### Work to be completed:
Reproduce exactly, from the line containing "if stats.lines() >", every line down to the end of the data below.

### Dataset excerpts:

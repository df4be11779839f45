//! Structured events emitted while building the layout hierarchy.
//!
//! The placement passes never log directly. They report what they skip,
//! promote and assign to a [`LayoutObserver`] supplied by the caller, which
//! decides whether to log, count or ignore each event.
//!
//! # Example
//!
//! ```
//! use yolo2page::parser::{EventCollector, LayoutEvent, LayoutObserver};
//!
//! let mut collector = EventCollector::new();
//! collector.on_event(&LayoutEvent::UnmappedClass { line_index: 4, class_id: 9 });
//! assert_eq!(collector.unmapped_count(), 1);
//! ```

use crate::model::LayoutStats;

/// Placement pass a [`LayoutEvent::PassStarted`] refers to.
#[derive(Debug, Clone, Copy, PartialEq, Eq)]
pub enum Pass {
    /// Materialize top-level text regions
    TopRegions,
    /// Place nestable text regions
    NestedRegions,
    /// Place text lines
    Lines,
}

/// Something noteworthy that happened during conversion.
#[derive(Debug, Clone, PartialEq)]
pub enum LayoutEvent {
    /// A label line could not be parsed and was skipped.
    MalformedLine {
        /// Zero-based line number
        line_index: usize,
        /// Why it was skipped
        reason: String,
    },

    /// A label's class id has no mapping and was dropped.
    UnmappedClass {
        /// Zero-based line number
        line_index: usize,
        /// The unmapped class id
        class_id: i64,
    },

    /// A record's polygon is degenerate; it scores zero in every comparison.
    InvalidPolygon {
        /// Record id
        id: String,
    },

    /// A placement pass is starting.
    PassStarted {
        /// Which pass
        pass: Pass,
        /// Number of records the pass handles
        count: usize,
    },

    /// A nestable region was attached to a top-level region.
    RegionNested {
        /// Nested region id
        id: String,
        /// Parent region id
        parent: String,
        /// Containment ratio of the nested region in its parent
        ratio: f64,
    },

    /// A nestable region found no parent and was attached to the page.
    RegionPromoted {
        /// Region id
        id: String,
        /// Best containment ratio seen, `0.0` when there were no candidates
        best_ratio: f64,
    },

    /// A line was assigned to an existing region.
    LinePlaced {
        /// Line id
        id: String,
        /// Container region id
        region: String,
        /// Share of the line's area covered by the container
        coverage: f64,
    },

    /// A line overlapped no region and was given its own container.
    LineOrphaned {
        /// Line id
        id: String,
        /// Id of the manufactured container
        container: String,
    },

    /// The hierarchy is complete.
    Finished {
        /// Summary of the finished page
        stats: LayoutStats,
    },
}

impl LayoutEvent {
    /// Check if this event reports input that was dropped or degraded.
    pub fn is_skip(&self) -> bool {
        matches!(
            self,
            LayoutEvent::MalformedLine { .. }
                | LayoutEvent::UnmappedClass { .. }
                | LayoutEvent::InvalidPolygon { .. }
        )
    }

    /// Check if this event reports an orphan (promoted region or line given
    /// its own container).
    pub fn is_orphan(&self) -> bool {
        matches!(
            self,
            LayoutEvent::RegionPromoted { .. } | LayoutEvent::LineOrphaned { .. }
        )
    }
}

/// Receiver for [`LayoutEvent`]s.
pub trait LayoutObserver {
    /// Called for every event, in the order the events occur.
    fn on_event(&mut self, event: &LayoutEvent);
}

/// Observer that discards all events.
#[derive(Debug, Clone, Copy, Default)]
pub struct NullObserver;

impl LayoutObserver for NullObserver {
    fn on_event(&mut self, _event: &LayoutEvent) {}
}

/// Observer that forwards events to the `log` facade.
#[derive(Debug, Clone, Default)]
pub struct LogObserver {
    source: Option<String>,
}

impl LogObserver {
    /// Create a log observer.
    pub fn new() -> Self {
        Self::default()
    }

    /// Prefix messages with the name of the document being converted.
    pub fn for_source(source: impl Into<String>) -> Self {
        Self {
            source: Some(source.into()),
        }
    }

    fn prefix(&self) -> String {
        self.source
            .as_deref()
            .map(|s| format!("{}: ", s))
            .unwrap_or_default()
    }
}

impl LayoutObserver for LogObserver {
    fn on_event(&mut self, event: &LayoutEvent) {
        let prefix = self.prefix();
        match event {
            LayoutEvent::MalformedLine { line_index, reason } => {
                log::warn!("{}Skipping malformed line {}: {}", prefix, line_index + 1, reason);
            }
            LayoutEvent::UnmappedClass {
                line_index,
                class_id,
            } => {
                log::warn!(
                    "{}No mapping found for class ID {} (line {}), skipping",
                    prefix,
                    class_id,
                    line_index + 1
                );
            }
            LayoutEvent::InvalidPolygon { id } => {
                log::debug!("{}Polygon of {} is invalid, scoring it as zero", prefix, id);
            }
            LayoutEvent::PassStarted { pass, count } => {
                let what = match pass {
                    Pass::TopRegions => "parent TextRegions",
                    Pass::NestedRegions => "child TextRegions",
                    Pass::Lines => "TextLines",
                };
                log::info!("{}Processing {} {}", prefix, count, what);
            }
            LayoutEvent::RegionNested { id, parent, ratio } => {
                log::debug!(
                    "{}Nested TextRegion {} in {} ({:.1}% containment)",
                    prefix,
                    id,
                    parent,
                    ratio * 100.0
                );
            }
            LayoutEvent::RegionPromoted { id, best_ratio } => {
                log::debug!(
                    "{}Added TextRegion {} to page level (best containment {:.1}%)",
                    prefix,
                    id,
                    best_ratio * 100.0
                );
            }
            LayoutEvent::LinePlaced {
                id,
                region,
                coverage,
            } => {
                log::trace!(
                    "{}Line {} assigned to {} ({:.1}% overlap)",
                    prefix,
                    id,
                    region,
                    coverage * 100.0
                );
            }
            LayoutEvent::LineOrphaned { id, container } => {
                log::debug!("{}Line {} placed in new region {}", prefix, id, container);
            }
            LayoutEvent::Finished { stats } => {
                if stats.promoted_regions > 0 {
                    log::info!(
                        "{}{} child TextRegions added to page level",
                        prefix,
                        stats.promoted_regions
                    );
                }
                if stats.lines() > 0 {
                    log::info!(
                        "{}TextLine assignment: {} to existing regions, {} in new regions",
                        prefix,
                        stats.placed_lines,
                        stats.orphan_lines
                    );
                }
            }
        }
    }
}

/// Observer that records every event.
#[derive(Debug, Clone, Default)]
pub struct EventCollector {
    /// Events in arrival order
    pub events: Vec<LayoutEvent>,
}

impl EventCollector {
    /// Create an empty collector.
    pub fn new() -> Self {
        Self::default()
    }

    /// Number of malformed lines reported.
    pub fn malformed_count(&self) -> usize {
        self.count(|e| matches!(e, LayoutEvent::MalformedLine { .. }))
    }

    /// Number of unmapped labels reported.
    pub fn unmapped_count(&self) -> usize {
        self.count(|e| matches!(e, LayoutEvent::UnmappedClass { .. }))
    }

    /// Number of orphan events (promoted regions and orphaned lines).
    pub fn orphan_count(&self) -> usize {
        self.count(LayoutEvent::is_orphan)
    }

    /// Count events matching a predicate.
    pub fn count(&self, predicate: impl Fn(&LayoutEvent) -> bool) -> usize {
        self.events.iter().filter(|e| predicate(*e)).count()
    }
}

impl LayoutObserver for EventCollector {
    fn on_event(&mut self, event: &LayoutEvent) {
        self.events.push(event.clone());
    }
}

/// Observer that forwards each event to several observers in order.
#[derive(Default)]
pub struct CompositeObserver<'a> {
    observers: Vec<&'a mut dyn LayoutObserver>,
}

impl<'a> CompositeObserver<'a> {
    /// Create an empty composite.
    pub fn new() -> Self {
        Self {
            observers: Vec::new(),
        }
    }

    /// Add an observer to the chain.
    pub fn with_observer(mut self, observer: &'a mut dyn LayoutObserver) -> Self {
        self.observers.push(observer);
        self
    }
}

impl LayoutObserver for CompositeObserver<'_> {
    fn on_event(&mut self, event: &LayoutEvent) {
        for observer in &mut self.observers {
            observer.on_event(event);
        }
    }
}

### Task response:
                if stats.lines() > 0 {
                    log::info!(
                        "{}TextLine assignment: {} to existing regions, {} in new regions",
                        prefix,
                        stats.placed_lines,
                        stats.orphan_lines
                    );
                }
            }
        }
    }
}

/// Observer that records every event.
#[derive(Debug, Clone, Default)]
pub struct EventCollector {
    /// Events in arrival order
    pub events: Vec<LayoutEvent>,
}

impl EventCollector {
    /// Create an empty collector.
    pub fn new() -> Self {
        Self::default()
    }

    /// Number of malformed lines reported.
    pub fn malformed_count(&self) -> usize {
        self.count(|e| matches!(e, LayoutEvent::MalformedLine { .. }))
    }

    /// Number of unmapped labels reported.
    pub fn unmapped_count(&self) -> usize {
        self.count(|e| matches!(e, LayoutEvent::UnmappedClass { .. }))
    }

    /// Number of orphan events (promoted regions and orphaned lines).
    pub fn orphan_count(&self) -> usize {
        self.count(LayoutEvent::is_orphan)
    }

    /// Count events matching a predicate.
    pub fn count(&self, predicate: impl Fn(&LayoutEvent) -> bool) -> usize {
        self.events.iter().filter(|e| predicate(*e)).count()
    }
}

impl LayoutObserver for EventCollector {
    fn on_event(&mut self, event: &LayoutEvent) {
        self.events.push(event.clone());
    }
}

/// Observer that forwards each event to several observers in order.
#[derive(Default)]
pub struct CompositeObserver<'a> {
    observers: Vec<&'a mut dyn LayoutObserver>,
}

impl<'a> CompositeObserver<'a> {
    /// Create an empty composite.
    pub fn new() -> Self {
        Self {
            observers: Vec::new(),
        }
    }

    /// Add an observer to the chain.
    pub fn with_observer(mut self, observer: &'a mut dyn LayoutObserver) -> Self {
        self.observers.push(observer);
        self
    }
}

impl LayoutObserver for CompositeObserver<'_> {
    fn on_event(&mut self, event: &LayoutEvent) {
        for observer in &mut self.observers {
            observer.on_event(event);
        }
    }
}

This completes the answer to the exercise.